▶ [PROBLEM]:
Write out once more the lines running from the top of the entries below to the line with "this substring fail", both ends included.

Items from a data source:
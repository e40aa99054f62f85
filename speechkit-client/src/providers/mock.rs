//! Mock speech provider for testing
//!
//! Configurable stand-in that simulates provider failures without any
//! network traffic, for exercising retry and ordering behavior.

use async_trait::async_trait;
use std::sync::Mutex;
use std::sync::atomic::{AtomicUsize, Ordering};

use crate::error::{Result, SpeechError};
use crate::provider::SpeechProvider;

/// Audio payload returned on success (content is irrelevant to callers).
const MOCK_AUDIO: &[u8] = b"OggS mock audio";

/// A mock provider for testing retry and ordering behavior.
pub struct MockProvider {
    /// Number of times to fail before succeeding (0 = always succeed)
    fail_count: AtomicUsize,
    /// Current call count
    call_count: AtomicUsize,
    /// Error to return on failure
    fail_with: Option<SpeechError>,
    /// When set, only texts containing this substring fail
    fail_matching: Option<String>,
    /// Texts received, in call order
    texts: Mutex<Vec<String>>,
}

impl MockProvider {
    /// Create a provider that fails `n` times with the given error, then succeeds.
    pub fn fails_then_succeeds(n: usize, error: SpeechError) -> Self {
        Self {
            fail_count: AtomicUsize::new(n),
            call_count: AtomicUsize::new(0),
            fail_with: Some(error),
            fail_matching: None,
            texts: Mutex::new(Vec::new()),
        }
    }

    /// Create a provider that always fails with the given error.
    pub fn always_fails(error: SpeechError) -> Self {
        Self::fails_then_succeeds(usize::MAX, error)
    }

    /// Create a provider that always succeeds.
    pub fn always_succeeds() -> Self {
        Self {
            fail_count: AtomicUsize::new(0),
            call_count: AtomicUsize::new(0),
            fail_with: None,
            fail_matching: None,
            texts: Mutex::new(Vec::new()),
        }
    }

    /// Create a provider that fails every request whose text contains
    /// `marker` and succeeds otherwise.
    pub fn fails_matching(marker: &str, error: SpeechError) -> Self {
        Self {
            fail_count: AtomicUsize::new(usize::MAX),
            call_count: AtomicUsize::new(0),
            fail_with: Some(error),
            fail_matching: Some(marker.to_string()),
            texts: Mutex::new(Vec::new()),
        }
    }

    /// Number of times `synthesize()` was called.
    pub fn call_count(&self) -> usize {
        self.call_count.load(Ordering::SeqCst)
    }

    /// Texts received so far, in call order.
    pub fn texts(&self) -> Vec<String> {
        self.texts.lock().unwrap().clone()
    }
}

#[async_trait]
impl SpeechProvider for MockProvider {
    async fn synthesize(&self, text: &str) -> Result<Vec<u8>> {
        let call_num = self.call_count.fetch_add(1, Ordering::SeqCst);
        self.texts.lock().unwrap().push(text.to_string());

        if let Some(err) = self.fail_with.as_ref() {
            let should_fail = match self.fail_matching.as_deref() {
                Some(marker) => text.contains(marker),
                None => call_num < self.fail_count.load(Ordering::SeqCst),
            };
            if should_fail {
                return Err(err.clone());
            }
        }

        Ok(MOCK_AUDIO.to_vec())
    }

    fn name(&self) -> &'static str {
        "mock"
    }
}

#[cfg(test)]
mod tests {
    use super::*;

    fn overloaded() -> SpeechError {
        SpeechError::Api {
            message: "overloaded".to_string(),
            status_code: Some(503),
        }
    }

    #[tokio::test]
    async fn test_always_succeeds() {
        let provider = MockProvider::always_succeeds();
        let audio = provider.synthesize("hello").await.unwrap();
        assert!(!audio.is_empty());
        assert_eq!(provider.call_count(), 1);
        assert_eq!(provider.texts(), vec!["hello"]);
    }

    #[tokio::test]
    async fn test_always_fails() {
        let provider = MockProvider::always_fails(overloaded());
        for _ in 0..3 {
            assert!(provider.synthesize("hello").await.is_err());
        }
        assert_eq!(provider.call_count(), 3);
    }

    #[tokio::test]
    async fn test_fails_then_succeeds() {
        let provider = MockProvider::fails_then_succeeds(2, overloaded());
        assert!(provider.synthesize("a").await.is_err());
        assert!(provider.synthesize("a").await.is_err());
        assert!(provider.synthesize("a").await.is_ok());
        assert_eq!(provider.call_count(), 3);
    }

    #[tokio::test]
    async fn test_fails_matching() {
        let provider = MockProvider::fails_matching("poison", overloaded());
        assert!(provider.synthesize("clean text").await.is_ok());
        assert!(provider.synthesize("poison text").await.is_err());
        assert!(provider.synthesize("clean again").await.is_ok());
    }
}
//! Input document handlers.
//!
//! Every supported format implements [`FileHandler`] and is selected
//! through an extension-keyed registry, so adding a format means adding
//! one module and one `register` call.

pub mod docx;
pub mod markdown;
pub mod pdf;
pub mod text;

use std::collections::HashMap;
use std::path::Path;
use thiserror::Error;

#[derive(Error, Debug)]
pub enum HandlerError {
    #[error("unsupported file format \".{extension}\" (supported: {supported})")]
    UnsupportedFormat { extension: String, supported: String },
    #[error("file not found: {0}")]
    NotFound(String),
    #[error("could not parse {path}: {reason}")]
    Parse { path: String, reason: String },
    #[error("could not read {path}: {source}")]
    Io {
        path: String,
        #[source]
        source: std::io::Error,
    },
}

impl HandlerError {
    pub(crate) fn io(path: &Path, source: std::io::Error) -> Self {
        Self::Io {
            path: path.display().to_string(),
            source,
        }
    }

    pub(crate) fn parse(path: &Path, reason: impl Into<String>) -> Self {
        Self::Parse {
            path: path.display().to_string(),
            reason: reason.into(),
        }
    }
}

/// Capability interface implemented once per input format.
pub trait FileHandler: Send + Sync + std::fmt::Debug {
    /// Extensions this handler accepts (lowercase, no dot).
    fn extensions(&self) -> &'static [&'static str];

    /// Extract the document's plain text.
    fn extract_text(&self, path: &Path) -> Result<String, HandlerError>;

    /// Cheap validation without full extraction.
    fn validate(&self, path: &Path) -> Result<(), HandlerError> {
        if !path.exists() {
            return Err(HandlerError::NotFound(path.display().to_string()));
        }
        Ok(())
    }
}

/// Extension-keyed lookup of file handlers.
pub struct HandlerRegistry {
    handlers: Vec<Box<dyn FileHandler>>,
    by_extension: HashMap<&'static str, usize>,
}

impl HandlerRegistry {
    /// Registry with every built-in handler registered.
    pub fn with_defaults() -> Self {
        let mut registry = Self {
            handlers: Vec::new(),
            by_extension: HashMap::new(),
        };
        registry.register(Box::new(text::TextHandler));
        registry.register(Box::new(markdown::MarkdownHandler));
        registry.register(Box::new(docx::DocxHandler));
        registry.register(Box::new(pdf::PdfHandler));
        registry
    }

    pub fn register(&mut self, handler: Box<dyn FileHandler>) {
        let idx = self.handlers.len();
        for ext in handler.extensions() {
            self.by_extension.insert(ext, idx);
        }
        self.handlers.push(handler);
    }

    /// Handler matching the path's extension (case-insensitive).
    pub fn handler_for(&self, path: &Path) -> Result<&dyn FileHandler, HandlerError> {
        let extension = path
            .extension()
            .and_then(|e| e.to_str())
            .map(str::to_lowercase)
            .unwrap_or_default();
        self.by_extension
            .get(extension.as_str())
            .map(|&i| self.handlers[i].as_ref())
            .ok_or_else(|| HandlerError::UnsupportedFormat {
                extension,
                supported: self.supported_extensions().join(", "),
            })
    }

    pub fn supported_extensions(&self) -> Vec<&'static str> {
        let mut exts: Vec<_> = self.by_extension.keys().copied().collect();
        exts.sort_unstable();
        exts
    }

    /// Validate `path` and extract its text with the matching handler.
    pub fn extract_text(&self, path: &Path) -> Result<String, HandlerError> {
        let handler = self.handler_for(path)?;
        handler.validate(path)?;
        log::debug!("reading {} with the {} handler", path.display(), handler.extensions()[0]);
        handler.extract_text(path)
    }
}
use thiserror::Error;

#[derive(Error, Debug, Clone)]
pub enum SpeechError {
    #[error(
        "Yandex Cloud credentials not found. Set the {missing} environment variable(s)."
    )]
    MissingCredentials { missing: String },

    #[error("Unsupported key algorithm: {0}. Only RSA_2048 keys are supported.")]
    UnsupportedAlgorithm(String),

    #[error("Invalid private key: {0}")]
    InvalidKey(String),

    #[error("IAM token exchange failed: {message}")]
    TokenExchange { message: String },

    #[error("SpeechKit API error{}: {message}", status_code.map(|c| format!(" (HTTP {})", c)).unwrap_or_default())]
    Api {
        message: String,
        status_code: Option<u16>,
    },
}

pub type Result<T> = std::result::Result<T, SpeechError>;
//! DOCX input.
//!
//! A .docx file is a zip container; the narration text lives in the
//! `<w:t>` runs of word/document.xml. Pulling runs with a regex skips a
//! full XML dependency and survives the attribute soup Word emits.

use super::{FileHandler, HandlerError};
use once_cell::sync::Lazy;
use regex::Regex;
use std::io::Read;
use std::path::Path;

static PARAGRAPH_END: Lazy<Regex> = Lazy::new(|| Regex::new(r"</w:p>").unwrap());
static TEXT_RUN: Lazy<Regex> = Lazy::new(|| Regex::new(r"<w:t[^>]*>([^<]*)</w:t>").unwrap());

#[derive(Debug)]
pub struct DocxHandler;

fn decode_entities(text: &str) -> String {
    text.replace("&lt;", "<")
        .replace("&gt;", ">")
        .replace("&quot;", "\"")
        .replace("&apos;", "'")
        .replace("&amp;", "&")
}

fn parse_document_xml(xml: &str) -> String {
    let mut paragraphs = Vec::new();
    for paragraph in PARAGRAPH_END.split(xml) {
        let mut text = String::new();
        for run in TEXT_RUN.captures_iter(paragraph) {
            text.push_str(&run[1]);
        }
        let text = decode_entities(text.trim());
        if !text.is_empty() {
            paragraphs.push(text);
        }
    }
    paragraphs.join("\n\n")
}

impl FileHandler for DocxHandler {
    fn extensions(&self) -> &'static [&'static str] {
        &["docx"]
    }

    fn extract_text(&self, path: &Path) -> Result<String, HandlerError> {
        let file = std::fs::File::open(path).map_err(|e| HandlerError::io(path, e))?;
        let mut archive = zip::ZipArchive::new(file)
            .map_err(|e| HandlerError::parse(path, format!("not a docx container: {e}")))?;
        let mut entry = archive
            .by_name("word/document.xml")
            .map_err(|e| HandlerError::parse(path, format!("missing word/document.xml: {e}")))?;
        let mut xml = String::new();
        entry
            .read_to_string(&mut xml)
            .map_err(|e| HandlerError::io(path, e))?;
        Ok(parse_document_xml(&xml))
    }
}

#[cfg(test)]
mod tests {
    use super::*;
    use std::io::Write;
    use zip::write::SimpleFileOptions;

    fn write_docx(document_xml: &str) -> tempfile::NamedTempFile {
        let file = tempfile::Builder::new().suffix(".docx").tempfile().unwrap();
        let mut writer = zip::ZipWriter::new(file.reopen().unwrap());
        writer
            .start_file("word/document.xml", SimpleFileOptions::default())
            .unwrap();
        writer.write_all(document_xml.as_bytes()).unwrap();
        writer.finish().unwrap();
        file
    }

    #[test]
    fn test_paragraphs_become_blank_line_separated() {
        let xml = r#"<w:document><w:body>
            <w:p><w:r><w:t>First paragraph.</w:t></w:r></w:p>
            <w:p><w:r><w:t>Second </w:t></w:r><w:r><w:t xml:space="preserve">paragraph.</w:t></w:r></w:p>
        </w:body></w:document>"#;
        assert_eq!(
            parse_document_xml(xml),
            "First paragraph.\n\nSecond paragraph."
        );
    }

    #[test]
    fn test_entities_are_decoded() {
        let xml = "<w:p><w:r><w:t>Tom &amp; Jerry &lt;3</w:t></w:r></w:p>";
        assert_eq!(parse_document_xml(xml), "Tom & Jerry <3");
    }

    #[test]
    fn test_empty_paragraphs_are_skipped() {
        let xml = "<w:p><w:r><w:t>one</w:t></w:r></w:p><w:p></w:p><w:p><w:r><w:t>two</w:t></w:r></w:p>";
        assert_eq!(parse_document_xml(xml), "one\n\ntwo");
    }

    #[test]
    fn test_extracts_from_real_container() {
        let file = write_docx("<w:p><w:r><w:t>Hello from docx</w:t></w:r></w:p>");
        let text = DocxHandler.extract_text(file.path()).unwrap();
        assert_eq!(text, "Hello from docx");
    }

    #[test]
    fn test_non_zip_file_is_a_parse_error() {
        let mut file = tempfile::NamedTempFile::new().unwrap();
        file.write_all(b"plain text, not a zip").unwrap();
        let err = DocxHandler.extract_text(file.path()).unwrap_err();
        assert!(matches!(err, HandlerError::Parse { .. }));
    }
}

▶ [TASK OUTPUT]:
repository e40aa99054f62f85
filename speechkit-client/src/providers/mock.rs
//! Mock speech provider for testing
//!
//! Configurable stand-in that simulates provider failures without any
//! network traffic, for exercising retry and ordering behavior.

use async_trait::async_trait;
use std::sync::Mutex;
use std::sync::atomic::{AtomicUsize, Ordering};

use crate::error::{Result, SpeechError};
use crate::provider::SpeechProvider;

/// Audio payload returned on success (content is irrelevant to callers).
const MOCK_AUDIO: &[u8] = b"OggS mock audio";

/// A mock provider for testing retry and ordering behavior.
pub struct MockProvider {
    /// Number of times to fail before succeeding (0 = always succeed)
    fail_count: AtomicUsize,
    /// Current call count
    call_count: AtomicUsize,
    /// Error to return on failure
    fail_with: Option<SpeechError>,
    /// When set, only texts containing this substring fail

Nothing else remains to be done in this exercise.